Tag Archives: rpg

Games of 2013: Desktop Dungeons

I’ve spent a lot of time in 2013 playing games, but not a lot of time writing about them. As I have been doing in recent history, I’d like to tell some stories or share some thoughts about the ones that meant the most to me this year. I’ll be posting about one a day until Christmas. See all Games of 2013 posts.

Desktop Dungeons

In 2010, a little three man team in South Africa released an experimental roguelike RPG called Desktop Dungeons. It was meant to be consumed in short bursts: the games didn’t last longer than 5-10 minutes and there wasn’t any deep character progression.

A brief stab at how the rules work: you are a level 1 hero. Walking into an area of the map that’s unrevealed reveals the tiles, which can heal you. Monsters will be shown with a level, and the game clearly telegraphs what will happen if you attack (WIN/SAFE/DEATH being the three most common states). Beating up monsters gets you experience, which can help you level; beating monsters above your level is riskier but yields more experience. Your goal: kill the level 10 monster somewhere on the floor. There’s more to it than this, but that’s the crux.

Now, in 2013, the “final” version has finally been unleashed on the world. The core gameplay is still the same, but much like when [Triple Town](http://vjarmy.com/archives/2012/12/games-of-2012-triple-town.php) jumped from a straightforward iOS puzzle into a desktop version with some meta-game elements, so too has Desktop Dungeons. There’s a deep series of unlocks that bring you more classes, better start states, and differing environments.

I was going to say I love Desktop Dungeons because at its core it’s a beautifully stripped down RPG experience. Then I realized it may be unfair to call it an RPG – it’s a puzzle game that looks like an RPG. And while most game modes don’t run on into infinity, there is a familiar impending doom that you might get yourself stuck, with no good options but to crash your run and start over.

And having just compared it to Triple Town, I can’t help but realize that this is essentially my Triple Town of 2013. It’s that same addictive bite sized game that requires a level of strategy and critical thinking. Despite it being short, you can lose hours to it.

I just fear an inevitable iOS version.

Desktop Dungeons is available on Mac and PC. I played both versions evenly.

Games of 2013: Battrix Floating Continent

I’ve spent a lot of time in 2013 playing games, but not a lot of time writing about them. As I have been doing in recent history, I’d like to tell some stories or share some thoughts about the ones that meant the most to me this year.

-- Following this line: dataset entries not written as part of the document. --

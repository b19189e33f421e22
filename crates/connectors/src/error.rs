use crate::sql::base::error::{ConnectorError, DbError};
use thiserror::Error;

#[derive(Debug, Error)]
pub enum AdapterError {
    /// Failed to initialize a data connector/adapter.
    #[error("Connector error: {0}")]
    Connector(#[from] ConnectorError),

    /// Database-related error.
    #[error("Database error: {0}")]
    Database(#[from] DbError),

    /// Missing required property error.
    #[error("Missing required property: {0}")]
    MissingProperty(String),
}
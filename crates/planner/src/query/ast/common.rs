/// A reference to a table, optionally qualified by its schema (database).
#[derive(Debug, Clone, Default, PartialEq, Eq)]
pub struct TableRef {
    pub schema: Option<String>,
    pub name: String,
}

impl TableRef {
    pub fn new(name: impl Into<String>) -> Self {
        Self {
            schema: None,
            name: name.into(),
        }
    }
}
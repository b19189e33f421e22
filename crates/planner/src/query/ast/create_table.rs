//! Defines the AST for a CREATE TABLE statement.

use crate::query::ast::common::TableRef;

/// Represents a complete CREATE TABLE statement.
#[derive(Debug, Clone, Default)]
pub struct CreateTable {
    pub table: TableRef,
    pub columns: Vec<ColumnDef>,
    pub if_not_exists: bool,
}

#[derive(Debug, Clone, PartialEq)]
pub struct ColumnDef {
    pub name: String,
    pub data_type: ColumnType,
}

/// Column types the importer knows how to declare.
#[derive(Debug, Clone, Copy, PartialEq, Eq)]
pub enum ColumnType {
    /// Variable-length text with a fixed maximum width.
    Varchar(u32),
    Int,
}
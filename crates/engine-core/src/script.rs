use crate::error::ImportError;
use async_trait::async_trait;
use connectors::sql::mysql::params::ConnectionInfo;
use std::{path::Path, process::Stdio};
use tokio::process::Command;
use tracing::debug;

/// Connection details a script runs against.
#[derive(Debug, Clone)]
pub struct ScriptTarget {
    pub connection: ConnectionInfo,
    pub database: String,
}

/// What a script run printed and whether it exited cleanly.
#[derive(Debug, Clone, Default, PartialEq, Eq)]
pub struct ScriptOutput {
    pub success: bool,
    pub stdout: String,
    pub stderr: String,
}

impl ScriptOutput {
    /// Everything the run reported, trimmed. Empty means silent.
    pub fn diagnostics(&self) -> String {
        [self.stdout.trim(), self.stderr.trim()]
            .iter()
            .filter(|s| !s.is_empty())
            .copied()
            .collect::<Vec<_>>()
            .join("\n")
    }
}

/// Executes a SQL script file against the target database.
#[async_trait]
pub trait ScriptRunner: Send + Sync {
    async fn execute_script(
        &self,
        path: &Path,
        target: &ScriptTarget,
    ) -> Result<ScriptOutput, ImportError>;
}

/// Pipes the script into the `mysql` command-line client.
#[derive(Debug, Clone)]
pub struct MySqlClientRunner {
    program: String,
}

impl Default for MySqlClientRunner {
    fn default() -> Self {
        Self {
            program: "mysql".to_string(),
        }
    }
}

impl MySqlClientRunner {
    pub fn new(program: impl Into<String>) -> Self {
        Self {
            program: program.into(),
        }
    }
}

#[async_trait]
impl ScriptRunner for MySqlClientRunner {
    async fn execute_script(
        &self,
        path: &Path,
        target: &ScriptTarget,
    ) -> Result<ScriptOutput, ImportError> {
        let script = std::fs::File::open(path)
            .map_err(|e| ImportError::ExternalProcess(format!("{}: {e}", path.display())))?;

        debug!(
            "Running {} < {} against {}",
            self.program,
            path.display(),
            target.connection.display_url(Some(&target.database))
        );

        let mut command = Command::new(&self.program);
        command
            .arg(format!("--host={}", target.connection.host))
            .arg(format!("--port={}", target.connection.port))
            .arg(format!("--user={}", target.connection.user))
            .arg(&target.database)
            .stdin(Stdio::from(script))
            .stdout(Stdio::piped())
            .stderr(Stdio::piped());
        // Keeps the password off the command line and avoids the client's
        // insecure-password warning on stderr.
        if !target.connection.password.is_empty() {
            command.env("MYSQL_PWD", &target.connection.password);
        }

        let output = command.output().await.map_err(|e| {
            ImportError::ExternalProcess(format!("failed to launch `{}`: {e}", self.program))
        })?;

        Ok(ScriptOutput {
            success: output.status.success(),
            stdout: String::from_utf8_lossy(&output.stdout).into_owned(),
            stderr: String::from_utf8_lossy(&output.stderr).into_owned(),
        })
    }
}
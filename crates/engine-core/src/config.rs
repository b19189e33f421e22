use connectors::{
    file::csv::{settings::CsvSettings, source::CsvSource},
    sql::mysql::params::ConnectionInfo,
};
use std::path::PathBuf;

pub const DEFAULT_VARCHAR_SIZE: u32 = 255;

/// Everything one import run needs, resolved once before the run starts.
///
/// Components receive it by reference and never mutate it.
#[derive(Debug, Clone, PartialEq, Eq)]
pub struct ImportConfig {
    pub source: PathBuf,
    pub database: String,
    pub table: String,
    pub connection: ConnectionInfo,

    /// (Re)build the table from the header row.
    pub create: bool,
    /// Empty an existing table before loading. Only consulted when `create` is off.
    pub truncate: bool,
    /// Use `INSERT IGNORE` so duplicate-key rows are dropped silently.
    pub insert_ignore: bool,
    /// Add `<table>_id` as an auto-increment primary key after the load.
    pub first_column_key: bool,
    /// Column names overriding the header row when non-empty.
    pub columns: Vec<String>,
    pub varchar_size: u32,
    /// Inline SQL, or the path of a script, to run after the load.
    pub custom_sql: Option<String>,

    pub delimiter: u8,
    /// Reject duplicate column identifiers instead of passing them to the database.
    pub strict_columns: bool,
    /// Reject data rows whose field count differs from the table's column count.
    pub strict_row_shape: bool,
}

impl ImportConfig {
    pub fn new(source: impl Into<PathBuf>, database: &str, table: &str) -> Self {
        Self {
            source: source.into(),
            database: database.to_string(),
            table: table.to_string(),
            connection: ConnectionInfo::default(),
            create: true,
            truncate: true,
            insert_ignore: false,
            first_column_key: true,
            columns: Vec::new(),
            varchar_size: DEFAULT_VARCHAR_SIZE,
            custom_sql: None,
            delimiter: b',',
            strict_columns: false,
            strict_row_shape: false,
        }
    }

    pub fn csv_settings(&self) -> CsvSettings {
        CsvSettings {
            delimiter: self.delimiter,
            has_header: true,
        }
    }

    pub fn csv_source(&self) -> CsvSource {
        CsvSource::new(&self.source, self.csv_settings())
    }

    /// The surrogate key only goes onto tables this run created.
    pub fn key_injection_enabled(&self) -> bool {
        self.first_column_key && self.create
    }
}
use crate::query::ast::common::TableRef;

#[derive(Debug, Clone)]
pub struct Truncate {
    pub table: TableRef,
}
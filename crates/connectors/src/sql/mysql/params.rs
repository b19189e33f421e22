use mysql_async::{OptsBuilder, PoolConstraints, PoolOpts};
use serde::{Deserialize, Serialize};
use std::fmt;

pub const DEFAULT_HOST: &str = "localhost";
pub const DEFAULT_PORT: u16 = 3306;
pub const DEFAULT_USER: &str = "root";

/// Where and as whom to connect. The database is chosen separately so the
/// same parameters can first reach the server and then the target schema.
#[derive(Clone, PartialEq, Eq, Serialize, Deserialize)]
pub struct ConnectionInfo {
    pub host: String,
    pub port: u16,
    pub user: String,
    pub password: String,
}

impl Default for ConnectionInfo {
    fn default() -> Self {
        Self {
            host: DEFAULT_HOST.to_string(),
            port: DEFAULT_PORT,
            user: DEFAULT_USER.to_string(),
            password: String::new(),
        }
    }
}

impl fmt::Debug for ConnectionInfo {
    fn fmt(&self, f: &mut fmt::Formatter<'_>) -> fmt::Result {
        f.debug_struct("ConnectionInfo")
            .field("host", &self.host)
            .field("port", &self.port)
            .field("user", &self.user)
            .field("password", &"***")
            .finish()
    }
}

impl ConnectionInfo {
    /// Driver options for a pool holding exactly one connection.
    pub fn opts(&self, database: Option<&str>) -> OptsBuilder {
        let constraints = PoolConstraints::new(1, 1).unwrap_or_default();
        OptsBuilder::default()
            .ip_or_hostname(self.host.clone())
            .tcp_port(self.port)
            .user(Some(self.user.clone()))
            .pass((!self.password.is_empty()).then(|| self.password.clone()))
            .db_name(database.map(str::to_string))
            .pool_opts(PoolOpts::default().with_constraints(constraints))
    }

    /// A log-safe rendering of the endpoint, never including the password.
    pub fn display_url(&self, database: Option<&str>) -> String {
        format!(
            "mysql://{}@{}:{}/{}",
            self.user,
            self.host,
            self.port,
            database.unwrap_or_default()
        )
    }
}
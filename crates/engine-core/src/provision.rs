use crate::{
    config::ImportConfig,
    error::{ImportError, Stage},
    schema::builder::{TableSchema, build_schema},
};
use connectors::sql::base::adapter::SqlAdapter;
use planner::{
    query::{ast::truncate::Truncate, builder::drop_table::DropTableBuilder, render},
    table_ref,
};
use tracing::{debug, info, warn};

/// What provisioning left behind for the later stages.
#[derive(Debug, Clone, PartialEq, Eq)]
pub struct Provisioned {
    /// The schema the table was created with, when this run created it.
    pub schema: Option<TableSchema>,
    /// Column count data rows are expected to have, when known.
    pub column_count: Option<usize>,
    /// Whether the surrogate key may be added after the load.
    pub key_injection: bool,
}

/// Gets the target table ready for loading.
///
/// With `create` on, the table is dropped and rebuilt from the schema. With
/// it off, an existing table is optionally truncated and key injection is
/// disabled for the run.
pub async fn provision(
    config: &ImportConfig,
    adapter: &dyn SqlAdapter,
) -> Result<Provisioned, ImportError> {
    if config.create {
        recreate(config, adapter).await
    } else {
        reuse(config, adapter).await
    }
}

async fn recreate(
    config: &ImportConfig,
    adapter: &dyn SqlAdapter,
) -> Result<Provisioned, ImportError> {
    let dialect = adapter.dialect();

    let drop = render(
        &DropTableBuilder::new(table_ref!(config.table)).if_exists().build(),
        dialect,
    );
    debug!("{}", drop);
    adapter
        .exec(&drop)
        .await
        .map_err(ImportError::sql(Stage::DropTable))?;

    let schema = build_schema(config)?;
    let create = schema.create_statement(&config.table, dialect);
    debug!("{}", create);
    adapter
        .exec(&create)
        .await
        .map_err(ImportError::sql(Stage::CreateTable))?;

    info!(
        "Table `{}` is created with {} columns and ready",
        config.table,
        schema.len()
    );
    Ok(Provisioned {
        column_count: Some(schema.len()),
        schema: Some(schema),
        key_injection: config.key_injection_enabled(),
    })
}

async fn reuse(config: &ImportConfig, adapter: &dyn SqlAdapter) -> Result<Provisioned, ImportError> {
    let exists = adapter
        .table_exists(&config.table)
        .await
        .map_err(ImportError::sql(Stage::Inspect))?;
    if !exists {
        return Err(ImportError::MissingTable(config.table.clone()));
    }

    if config.truncate {
        let truncate = render(
            &Truncate {
                table: table_ref!(config.table),
            },
            adapter.dialect(),
        );
        debug!("{}", truncate);
        adapter
            .exec(&truncate)
            .await
            .map_err(ImportError::sql(Stage::Truncate))?;
        info!("Table `{}` truncated", config.table);
    } else {
        info!("Appending to existing table `{}`", config.table);
    }

    if config.first_column_key {
        warn!(
            "Primary key injection skipped: table `{}` was not created by this run",
            config.table
        );
    }

    let column_count = if config.strict_row_shape {
        let columns = adapter
            .column_names(&config.table)
            .await
            .map_err(ImportError::sql(Stage::Inspect))?;
        Some(columns.len())
    } else {
        None
    };

    Ok(Provisioned {
        schema: None,
        column_count,
        key_injection: config.key_injection_enabled(),
    })
}
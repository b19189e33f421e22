//! Defines the AST for a single-row INSERT statement.

use crate::query::ast::common::TableRef;

/// A positional single-row insert: `INSERT [IGNORE] INTO t VALUES (...)`.
///
/// No column list is rendered, so `values` must line up with the table's
/// column order. Values are always rendered as text literals.
#[derive(Debug, Clone, Default, PartialEq)]
pub struct Insert {
    pub table: TableRef,
    pub values: Vec<String>,
    /// Silently drop rows that would violate a unique or primary key.
    pub ignore: bool,
}
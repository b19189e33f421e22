use crate::error::{ImportError, Stage};
use connectors::{file::csv::source::CsvSource, sql::base::adapter::SqlAdapter};
use planner::{
    query::{builder::insert::InsertBuilder, render},
    table_ref,
};
use serde::Serialize;
use tokio_util::sync::CancellationToken;
use tracing::{debug, error, info};

const PROGRESS_EVERY: u64 = 1000;

#[derive(Debug, Clone, Copy, Default)]
pub struct LoadOptions {
    /// Emit `INSERT IGNORE` instead of `INSERT`.
    pub insert_ignore: bool,
    /// When set, rows with a different field count fail before reaching the database.
    pub expected_columns: Option<usize>,
}

#[derive(Debug, Clone, Copy, Default, PartialEq, Eq, Serialize)]
pub struct LoadSummary {
    /// Insert statements that completed successfully.
    pub rows: u64,
    /// Of those, rows the server discarded as duplicates under `INSERT IGNORE`.
    pub ignored: u64,
}

/// Streams every data record of `source` into `table`, one insert per row.
///
/// The header record is skipped by the source. The first failing row stops
/// the load; earlier rows stay committed. Cancellation is honoured between
/// rows.
pub async fn load_rows(
    source: &CsvSource,
    table: &str,
    adapter: &dyn SqlAdapter,
    options: LoadOptions,
    cancel: &CancellationToken,
) -> Result<LoadSummary, ImportError> {
    let mut summary = LoadSummary::default();
    let dialect = adapter.dialect();

    for record in source.records()? {
        if cancel.is_cancelled() {
            info!("Load interrupted after {} rows", summary.rows);
            return Err(ImportError::Cancelled(Stage::Load));
        }

        let row = record?;
        let row_number = summary.rows + 1;

        if let Some(expected) = options.expected_columns
            && row.fields.len() != expected
        {
            error!(
                "Row {} (line {}) has {} fields, expected {}",
                row_number,
                row.line,
                row.fields.len(),
                expected
            );
            return Err(ImportError::RowShape {
                row: row_number,
                line: row.line,
                expected,
                found: row.fields.len(),
            });
        }

        let insert = InsertBuilder::new(table_ref!(table))
            .ignore(options.insert_ignore)
            .values(row.fields)
            .build();
        let sql = render(&insert, dialect);

        let affected = adapter.exec(&sql).await.map_err(|source| {
            error!("Error adding data at row {}: {}", row_number, source);
            ImportError::Insert {
                row: row_number,
                line: row.line,
                source,
            }
        })?;

        summary.rows = row_number;
        if options.insert_ignore && affected == 0 {
            summary.ignored += 1;
        }

        debug!("Adding row: # {}", row_number);
        if row_number % PROGRESS_EVERY == 0 {
            info!("{} rows loaded into `{}`", row_number, table);
        }
    }

    info!(
        "Loaded {} rows into `{}` ({} ignored as duplicates)",
        summary.rows, table, summary.ignored
    );
    Ok(summary)
}
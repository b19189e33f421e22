use crate::file::csv::{error::FileError, settings::CsvSettings};
use csv::{ByteRecord, ByteRecordsIntoIter, Reader, ReaderBuilder};
use std::{fs::File, io, path::PathBuf};
use tracing::debug;

/// One data record of the source file, in file order.
#[derive(Debug, Clone, PartialEq, Eq)]
pub struct SourceRow {
    /// 1-based physical line the record starts on.
    pub line: u64,
    pub fields: Vec<String>,
}

/// A delimited file read record by record. Nothing is buffered beyond the
/// record currently being handed out.
///
/// Fields are decoded as UTF-8; invalid byte sequences become U+FFFD
/// instead of failing the read.
#[derive(Debug, Clone)]
pub struct CsvSource {
    path: PathBuf,
    settings: CsvSettings,
}

impl CsvSource {
    pub fn new(path: impl Into<PathBuf>, settings: CsvSettings) -> Self {
        Self {
            path: path.into(),
            settings,
        }
    }

    /// Reads the first record only. Returns `None` for an empty file.
    pub fn read_header(&self) -> Result<Option<Vec<String>>, FileError> {
        let mut records = self.reader()?.into_byte_records();
        match records.next() {
            Some(Ok(record)) => Ok(Some(decode(&record))),
            Some(Err(e)) => Err(FileError::ReadError(format!(
                "Error reading CSV header: {e}"
            ))),
            None => Ok(None),
        }
    }

    /// Opens the file for streaming. When the settings declare a header, the
    /// first record is consumed here and never yielded.
    pub fn records(&self) -> Result<CsvRecords, FileError> {
        let mut records = self.reader()?.into_byte_records();
        if self.settings.has_header
            && let Some(Err(e)) = records.next()
        {
            return Err(FileError::ReadError(format!(
                "Error reading CSV header: {e}"
            )));
        }
        debug!("Opened {} for streaming", self.path.display());
        Ok(CsvRecords { records })
    }

    fn reader(&self) -> Result<Reader<File>, FileError> {
        let file = File::open(&self.path).map_err(|e| self.open_error(e))?;
        Ok(ReaderBuilder::new()
            .has_headers(false)
            .delimiter(self.settings.delimiter)
            .flexible(true)
            .from_reader(file))
    }

    fn open_error(&self, err: io::Error) -> FileError {
        let path = self.path.display().to_string();
        match err.kind() {
            io::ErrorKind::NotFound => FileError::NotFound(path),
            io::ErrorKind::PermissionDenied => FileError::PermissionDenied(path),
            _ => FileError::IoError(err),
        }
    }
}

pub struct CsvRecords {
    records: ByteRecordsIntoIter<File>,
}

impl Iterator for CsvRecords {
    type Item = Result<SourceRow, FileError>;

    fn next(&mut self) -> Option<Self::Item> {
        let record = match self.records.next()? {
            Ok(record) => record,
            Err(e) => {
                return Some(Err(FileError::ReadError(format!(
                    "Error reading CSV record: {e}"
                ))));
            }
        };

        let line = record.position().map(|p| p.line()).unwrap_or_default();
        Some(Ok(SourceRow {
            line,
            fields: decode(&record),
        }))
    }
}

fn decode(record: &ByteRecord) -> Vec<String> {
    record
        .iter()
        .map(|field| String::from_utf8_lossy(field).into_owned())
        .collect()
}
use crate::{
    error::{ImportError, Stage},
    script::{ScriptRunner, ScriptTarget},
};
use connectors::sql::base::adapter::SqlAdapter;
use serde::Serialize;
use std::path::Path;
use tracing::{error, info};

#[derive(Debug, Clone, PartialEq, Eq, Serialize)]
#[serde(rename_all = "snake_case", tag = "kind", content = "value")]
pub enum PostLoad {
    Skipped,
    Inline(String),
    Script(String),
}

/// Runs the configured follow-up SQL once the load is complete.
///
/// A value naming an existing file is run as a script through `runner`;
/// any other non-blank value is executed verbatim on the import connection.
pub async fn run_post_load(
    custom_sql: Option<&str>,
    target: &ScriptTarget,
    adapter: &dyn SqlAdapter,
    runner: &dyn ScriptRunner,
) -> Result<PostLoad, ImportError> {
    let Some(sql) = custom_sql.filter(|s| !s.trim().is_empty()) else {
        return Ok(PostLoad::Skipped);
    };

    info!("Running post processing code");
    let path = Path::new(sql);
    let is_script = tokio::fs::metadata(path)
        .await
        .map(|m| m.is_file())
        .unwrap_or(false);

    if is_script {
        let output = runner.execute_script(path, target).await?;
        let diagnostics = output.diagnostics();
        if !output.success || !diagnostics.is_empty() {
            error!("Post-load script {} failed: {}", path.display(), diagnostics);
            return Err(ImportError::ExternalProcess(if diagnostics.is_empty() {
                format!("{} exited unsuccessfully", path.display())
            } else {
                diagnostics
            }));
        }
        info!("Post-load script {} completed", path.display());
        return Ok(PostLoad::Script(sql.to_string()));
    }

    adapter
        .exec(sql)
        .await
        .map_err(ImportError::sql(Stage::PostLoad))?;
    info!("Post-load SQL completed");
    Ok(PostLoad::Inline(sql.to_string()))
}
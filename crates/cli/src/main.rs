use crate::{
    commands::{Commands, ConnectionArgs, ImportArgs},
    conn::MySqlConnectionPinger,
    env::EnvManager,
    error::CliError,
    shutdown::{ExitCode, ShutdownCoordinator},
};
use clap::Parser;
use connectors::sql::{
    base::adapter::SqlAdapter,
    mysql::{adapter::MySqlAdapter, params::ConnectionInfo},
};
use engine_config::settings::ImportSettings;
use engine_core::{
    config::ImportConfig, pipeline, schema::builder::build_schema, script::MySqlClientRunner,
};
use planner::query::dialect::MySql;
use std::path::PathBuf;
use tokio_util::sync::CancellationToken;
use tracing::{error, info, warn};
use tracing_subscriber::EnvFilter;

mod commands;
mod conn;
mod env;
mod error;
mod output;
mod shutdown;

#[derive(Parser)]
#[command(
    name = "csvload",
    version,
    about = "Create a MySQL table from a CSV header and load the CSV rows into it"
)]
struct Cli {
    #[arg(long, global = true, help = "JSON settings file [default: ~/.csvload/config.json]")]
    config: Option<PathBuf>,

    #[arg(long, global = true, help = "Load environment variables from this file")]
    env_file: Option<PathBuf>,

    #[arg(short, long, global = true, help = "Log every statement and row")]
    verbose: bool,

    #[arg(short, long, global = true, conflicts_with = "verbose", help = "Only log warnings and errors")]
    quiet: bool,

    #[command(subcommand)]
    command: Commands,
}

#[tokio::main]
async fn main() {
    let cli = Cli::parse();
    init_tracing(cli.verbose, cli.quiet);

    let code = match run(cli).await {
        Ok(()) => ExitCode::Success,
        Err(err) if err.is_cancelled() => {
            warn!("{}", err);
            ExitCode::ShutdownRequested
        }
        Err(err) => {
            error!("{}", err);
            ExitCode::GeneralError
        }
    };

    std::process::exit(code.as_i32());
}

fn init_tracing(verbose: bool, quiet: bool) {
    let default_level = if verbose {
        "debug"
    } else if quiet {
        "warn"
    } else {
        "info"
    };
    let filter =
        EnvFilter::try_from_default_env().unwrap_or_else(|_| EnvFilter::new(default_level));
    tracing_subscriber::fmt()
        .with_env_filter(filter)
        .with_writer(std::io::stderr)
        .init();
}

async fn run(cli: Cli) -> Result<(), CliError> {
    let base = base_settings(cli.config.as_deref(), cli.env_file.as_deref())?;

    match cli.command {
        Commands::Import { args, report } => {
            let config = resolve(base, &args)?;
            let result = import(&config).await?;
            match report {
                Some(path) => {
                    output::write_report(&result, &path).await?;
                    info!("Report written to {}", path.display());
                }
                None => output::print_report(&result)?,
            }
        }
        Commands::Schema { args } => {
            let config = resolve(base, &args)?;
            let schema = build_schema(&config).map_err(CliError::Import)?;
            println!("{};", schema.create_statement(&config.table, &MySql));
        }
        Commands::TestConn { conn } => {
            let info = connection_info(base, &conn);
            MySqlConnectionPinger { info }.ping().await?;
        }
    }

    Ok(())
}

/// Defaults, then the settings file, then environment variables.
fn base_settings(
    config: Option<&std::path::Path>,
    env_file: Option<&std::path::Path>,
) -> Result<ImportSettings, CliError> {
    let mut env = EnvManager::new();
    if let Some(path) = env_file {
        env.load_from_file(path)?;
    }

    let file = ImportSettings::discover(config)?;
    let from_env = ImportSettings::from_env(env.all())?;
    Ok(file.overlay(from_env))
}

fn resolve(base: ImportSettings, args: &ImportArgs) -> Result<ImportConfig, CliError> {
    Ok(base.overlay(args.to_settings()).resolve()?)
}

fn connection_info(base: ImportSettings, args: &ConnectionArgs) -> ConnectionInfo {
    let settings = base.overlay(args.to_settings());
    let defaults = ConnectionInfo::default();
    ConnectionInfo {
        host: settings.host.unwrap_or(defaults.host),
        port: settings.port.unwrap_or(defaults.port),
        user: settings.user.unwrap_or(defaults.user),
        password: settings.password.unwrap_or(defaults.password),
    }
}

async fn import(config: &ImportConfig) -> Result<engine_core::report::ImportReport, CliError> {
    let shutdown = ShutdownCoordinator::new(CancellationToken::new());
    shutdown.register_handlers();

    let adapter = MySqlAdapter::bootstrap(&config.connection, &config.database).await?;
    let runner = MySqlClientRunner::default();

    let result = pipeline::run(
        config,
        &adapter as &dyn SqlAdapter,
        &runner,
        shutdown.cancel_token(),
    )
    .await;

    if shutdown.is_shutdown_requested() {
        info!("Closing the database connection after shutdown request");
    }
    if let Err(e) = adapter.disconnect().await {
        warn!("Failed to close the database connection cleanly: {}", e);
    }

    Ok(result?)
}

I’ll be posting about one a day until Christmas. See all Games of 2013 posts.

Battrix Floating Continent

The genre of the RPG is in an odd state these days. As someone who grew up with 60+ hour slogs through SNES era Final Fantasy games, I know these games are becoming less and less frequent. With mobile platforms on the ascendancy, casual RPGs are becoming more frequent, but many get bogged down with freemium mechanics. So that balance – an RPG with some length and depth, that fits into current platforms without indulging in the more anti-consumer practices – is a tough one to strike.

The closest I’ve found (and it’s by no means perfect) is **Battrix Floating Continent**. Done by Opus Studio, who brought the world another great RPG twist with *Half Minute Hero*, Battrix starts with you having just a single square on an expansive world map. To claim a new tile of the map, you fight off monsters in a tap-focused battle system. Towns get discovered, mechanics get mixed up, weapons level up and get upgraded, and eventually the map starts to pull itself together. It’s like any other RPG, just…mobile, I suppose.

It became my perfect subway commute game for a good chunk of the year, and anything I can sink an hour into every morning for a solid month is worth mentioning in this series. RPG fans might want to poke at this one a bit.

*Battrix Floating Continent is [available for iOS](https://itunes.apple.com/us/app/battrix-floating-continent/id521959688?mt=8) for free.*

Games of 2012: The World Ends With You Solo Remix

I’ve spent a lot of time in 2012 playing games, but not a lot of time writing about them. As I did last year, I’d like to tell some stories or share some thoughts about the ones that meant the most to me this year. I’ll be posting one a day until Christmas. See all Games of 2012 posts.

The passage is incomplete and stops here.